Some common “main labels” like: man woman child person - could be picked out with grep. I.e. any multi word free label containing “man” should be safe to reduce to “man” (Counter example man-o-war .. could be hyphenated . Manhole cover .. single word manhole)

You will find labels like “man sitting” “man riding skateboard” “Asian woman sitting” etc etc

“car” very nearly fits, there’s a few more counter examples: “Cable car” (doesn’t sit on wheels) “Train passenger car” (not a road car)

Simple Examples: “Parked car” “open top car” “vintage car” “luxury car” etc ... all safe to reduce to “car”

Perhaps we could focus on finding the counter examples to a rule like this, so the algorithm becomes “extract the biggest known labels first, then approximate to the simple labels found”

Some words might be extractable in isolation for properties: Verbs for action or posture: “sitting”,”standing”,”singing”,”walking”,”running”,”leaning”,”lying down”

“Lying down” is more complex because it’s not a single word, but I wanted to avoid the ambiguous word “lying” (Longer phrases reduce ambiguity. It’s not inconceivable that in future we want a database of facial expressions for a lie detector , heh)

Pairs of connected objects: Mostly I used a very “riding” without saying what (“man riding”, assuming there’s some visual similarity ie sitting in a saddle , hands connected to reins or handlebars)

But I’ve also experimented with compound labels like

“man riding skateboard”, “woman playing guitar” ...

The ensemble would be best activating a 50:50 blend of the two things , plus the verb? (I imagine a bunch of combinable outputs eg the object name, the action or posture, then some common adjectives ..) I have usually tried to annotate the person and object being ridden seperately.

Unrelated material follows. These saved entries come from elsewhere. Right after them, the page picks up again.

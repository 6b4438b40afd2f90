use sqlpractice_api::{config::Config, create_router, services::AppState};
use std::sync::Arc;
use tracing_subscriber::{layer::SubscriberExt, util::SubscriberInitExt};

#[tokio::main]
async fn main() {
    // Initialize OpenTelemetry tracer (optional, can be disabled)
    let _tracer = init_telemetry();

    // Initialize tracing with OpenTelemetry layer
    tracing_subscriber::registry()
        .with(
            tracing_subscriber::EnvFilter::try_from_default_env()
                .unwrap_or_else(|_| "sqlpractice_api=debug,tower_http=debug".into()),
        )
        .with(tracing_subscriber::fmt::layer())
        .with(tracing_opentelemetry::layer())
        .init();

    tracing::info!("Starting SQL Practice API");

    // Load configuration
    let config = Config::load().expect("Failed to load configuration");
    tracing::info!(
        "Configuration loaded for environment: {:?}",
        std::env::var("APP_ENV").unwrap_or_else(|_| "dev".to_string())
    );

    // Initialize database connections
    let mongo_client = mongodb::Client::with_uri_str(&config.mongo_uri)
        .await
        .expect("Failed to connect to MongoDB");
    tracing::info!("MongoDB connected");

    let redis_client =
        redis::Client::open(config.redis_uri.clone()).expect("Failed to create Redis client");

    // Build application state (includes lazy sandbox pools)
    let app_state = Arc::new(
        AppState::new(config, mongo_client, redis_client)
            .await
            .expect("Failed to initialize application state"),
    );

    // Warm sandbox environments in the background so first submissions
    // do not pay the rebuild cost.
    let warm_state = app_state.clone();
    tokio::spawn(async move {
        use futures::TryStreamExt;
        use sqlpractice_api::models::problem::Problem;
        use sqlpractice_api::services::provisioner;

        let problems: Vec<Problem> = match warm_state
            .mongo
            .collection::<Problem>("problems")
            .find(mongodb::bson::doc! { "is_active": true })
            .await
        {
            Ok(cursor) => cursor.try_collect().await.unwrap_or_default(),
            Err(e) => {
                tracing::warn!(error = %e, "skipping environment warmup");
                Vec::new()
            }
        };
        let (ok, failed) = provisioner::warm_all(&warm_state, &problems).await;
        tracing::info!(ok, failed, "environment warmup complete");
    });

    // Build router
    let app = create_router(app_state);

    // Start server
    let listener = tokio::net::TcpListener::bind("0.0.0.0:8081").await.unwrap();

    tracing::info!("Server listening on {}", listener.local_addr().unwrap());

    axum::serve(listener, app).await.unwrap();

    // Shutdown OpenTelemetry gracefully
    shutdown_telemetry();
}

fn init_telemetry() -> opentelemetry_sdk::trace::Tracer {
    use opentelemetry::trace::TracerProvider as _;
    use opentelemetry::KeyValue;
    use opentelemetry_otlp::WithExportConfig;
    use opentelemetry_sdk::trace::SdkTracerProvider;
    use opentelemetry_sdk::Resource;

    // Check if OTLP endpoint is configured
    let otlp_endpoint = std::env::var("OTEL_EXPORTER_OTLP_ENDPOINT")
        .unwrap_or_else(|_| "http://localhost:4318".to_string());

    tracing::info!(
        "Initializing OpenTelemetry with OTLP endpoint: {}",
        otlp_endpoint
    );

    // Configure OTLP exporter
    let exporter = opentelemetry_otlp::SpanExporter::builder()
        .with_http()
        .with_endpoint(otlp_endpoint)
        .build()
        .expect("Failed to create OTLP exporter");

    // Create resource with service information
    let resource = Resource::builder_empty()
        .with_service_name("sqlpractice-api")
        .with_attributes(vec![KeyValue::new(
            "service.version",
            env!("CARGO_PKG_VERSION"),
        )])
        .build();

    // Create tracer provider
    let provider = SdkTracerProvider::builder()
        .with_batch_exporter(exporter)
        .with_resource(resource)
        .build();

    let tracer = provider.tracer("sqlpractice-api");

    // Set global tracer provider
    opentelemetry::global::set_tracer_provider(provider);

    tracer
}

fn shutdown_telemetry() {
    tracing::info!("Shutting down OpenTelemetry");
    // In opentelemetry 0.31, shutdown is handled by dropping the provider
}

Worst case - we could search for all the ensembles and cut them up

As these things move in the world as a connected object .. it seems worth considering them as an ensemble (esepecially “person riding bicycle”) .. of course the best thing to do is have both components labelled aswell but sometimes it saves time

Other uses of “of” Usually used for parts (“wheel of car” etc) but also: “pile of..” - like an advanced plural “pile of tires” , “pile of books” ...

“glass of water” “bowl of fruit” “Box of tissues” “plate of food” (again seems handy as a single object but we might want to decompose that)

bbernhard commented 4 years ago

on a related note: I've noticed recently, that we have quite a few cases where one polygon fits multiple labels.

e.g: Imagine a picture of a woman that has the labels woman and person. If you want to annotate both labels, you basically have to do the same work twice - once for the label person and then again for the label woman. I am wondering whether that's really necessary and if we can improve that somehow? Maybe add the possibility to clone polygons?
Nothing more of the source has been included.